▸ **Task details**
Retype the data below without altering anything.

▸ **Excerpted data**
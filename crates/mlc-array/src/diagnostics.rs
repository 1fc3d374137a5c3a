//! Optional diagnostic side channel.
//!
//! The core operations return `Result`s and never log. A `Context` forwards
//! each failure to a `DiagnosticSink`, so applications can route them to the
//! `log` facade and tests can assert on them deterministically.
use std::sync::Mutex;

use crate::error::{ErrorKind, MlcError};

/// A single reported event.
#[derive(Debug, Clone, PartialEq)]
pub struct Diagnostic {
    /// Name of the operation that produced the event, e.g. `"softmax"`.
    pub operation: &'static str,
    /// Failure category, or `None` for informational events.
    pub kind: Option<ErrorKind>,
    pub message: String,
}

impl Diagnostic {
    pub fn failure(operation: &'static str, err: &MlcError) -> Self {
        Self {
            operation,
            kind: Some(err.kind()),
            message: err.to_string(),
        }
    }

    pub fn info(operation: &'static str, message: impl Into<String>) -> Self {
        Self {
            operation,
            kind: None,
            message: message.into(),
        }
    }

    pub fn is_failure(&self) -> bool {
        self.kind.is_some()
    }
}

pub trait DiagnosticSink: Send + Sync {
    fn report(&self, diagnostic: &Diagnostic);
}

/// Forwards diagnostics to the `log` facade.
#[derive(Debug, Default, Clone, Copy)]
pub struct LogSink;

impl DiagnosticSink for LogSink {
    fn report(&self, diagnostic: &Diagnostic) {
        match diagnostic.kind {
            Some(kind) => log::warn!(
                "{} failed ({}): {}",
                diagnostic.operation,
                kind,
                diagnostic.message
            ),
            None => log::debug!("{}: {}", diagnostic.operation, diagnostic.message),
        }
    }
}

/// Discards everything.
#[derive(Debug, Default, Clone, Copy)]
pub struct NullSink;

impl DiagnosticSink for NullSink {
    fn report(&self, _diagnostic: &Diagnostic) {}
}

/// Keeps every diagnostic in memory.
#[derive(Debug, Default)]
pub struct CollectingSink {
    events: Mutex<Vec<Diagnostic>>,
}

impl CollectingSink {
    pub fn new() -> Self {
        Self::default()
    }

    /// Snapshot of everything reported so far.
    pub fn events(&self) -> Vec<Diagnostic> {
        match self.events.lock() {
            Ok(events) => events.clone(),
            Err(poisoned) => poisoned.into_inner().clone(),
        }
    }

    pub fn failures(&self) -> Vec<Diagnostic> {
        self.events()
            .into_iter()
            .filter(Diagnostic::is_failure)
            .collect()
    }

    pub fn clear(&self) {
        match self.events.lock() {
            Ok(mut events) => events.clear(),
            Err(poisoned) => poisoned.into_inner().clear(),
        }
    }
}

impl DiagnosticSink for CollectingSink {
    fn report(&self, diagnostic: &Diagnostic) {
        match self.events.lock() {
            Ok(mut events) => events.push(diagnostic.clone()),
            Err(poisoned) => poisoned.into_inner().push(diagnostic.clone()),
        }
    }
}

▸ **Output of the task**
filename crates/mlc-array/src/diagnostics.rs
repository 1fc3d374137a5c3a
//! Optional diagnostic side channel.
//!
//! The core operations return `Result`s and never log. A `Context` forwards
//! each failure to a `DiagnosticSink`, so applications can route them to the
//! `log` facade and tests can assert on them deterministically.
use std::sync::Mutex;

use crate::error::{ErrorKind, MlcError};

/// A single reported event.
#[derive(Debug, Clone, PartialEq)]
pub struct Diagnostic {
    /// Name of the operation that produced the event, e.g. `"softmax"`.
    pub operation: &'static str,
    /// Failure category, or `None` for informational events.
    pub kind: Option<ErrorKind>,
    pub message: String,
}

impl Diagnostic {
    pub fn failure(operation: &'static str, err: &MlcError) -> Self {
        Self {
            operation,
            kind: Some(err.kind()),
            message: err.to_string(),
        }
    }

    pub fn info(operation: &'static str, message: impl Into<String>) -> Self {
        Self {
            operation,
            kind: None,
            message: message.into(),
        }
    }

    pub fn is_failure(&self) -> bool {
        self.kind.is_some()
    }
}

pub trait DiagnosticSink: Send + Sync {
    fn report(&self, diagnostic: &Diagnostic);
}

/// Forwards diagnostics to the `log` facade.
#[derive(Debug, Default, Clone, Copy)]
pub struct LogSink;

impl DiagnosticSink for LogSink {
    fn report(&self, diagnostic: &Diagnostic) {
        match diagnostic.kind {
            Some(kind) => log::warn!(
                "{} failed ({}): {}",
                diagnostic.operation,
                kind,
                diagnostic.message
            ),
            None => log::debug!("{}: {}", diagnostic.operation, diagnostic.message),
        }
    }
}

/// Discards everything.
#[derive(Debug, Default, Clone, Copy)]
pub struct NullSink;

impl DiagnosticSink for NullSink {
    fn report(&self, _diagnostic: &Diagnostic) {}
}

/// Keeps every diagnostic in memory.
#[derive(Debug, Default)]
pub struct CollectingSink {
    events: Mutex<Vec<Diagnostic>>,
}

impl CollectingSink {
    pub fn new() -> Self {
        Self::default()
    }

    /// Snapshot of everything reported so far.
    pub fn events(&self) -> Vec<Diagnostic> {
        match self.events.lock() {
            Ok(events) => events.clone(),
            Err(poisoned) => poisoned.into_inner().clone(),
        }
    }

    pub fn failures(&self) -> Vec<Diagnostic> {
        self.events()
            .into_iter()
            .filter(Diagnostic::is_failure)
            .collect()
    }

    pub fn clear(&self) {
        match self.events.lock() {
            Ok(mut events) => events.clear(),
            Err(poisoned) => poisoned.into_inner().clear(),
        }
    }
}

impl DiagnosticSink for CollectingSink {
    fn report(&self, diagnostic: &Diagnostic) {
        match self.events.lock() {
            Ok(mut events) => events.push(diagnostic.clone()),
            Err(poisoned) => poisoned.into_inner().push(diagnostic.clone()),
        }
    }
}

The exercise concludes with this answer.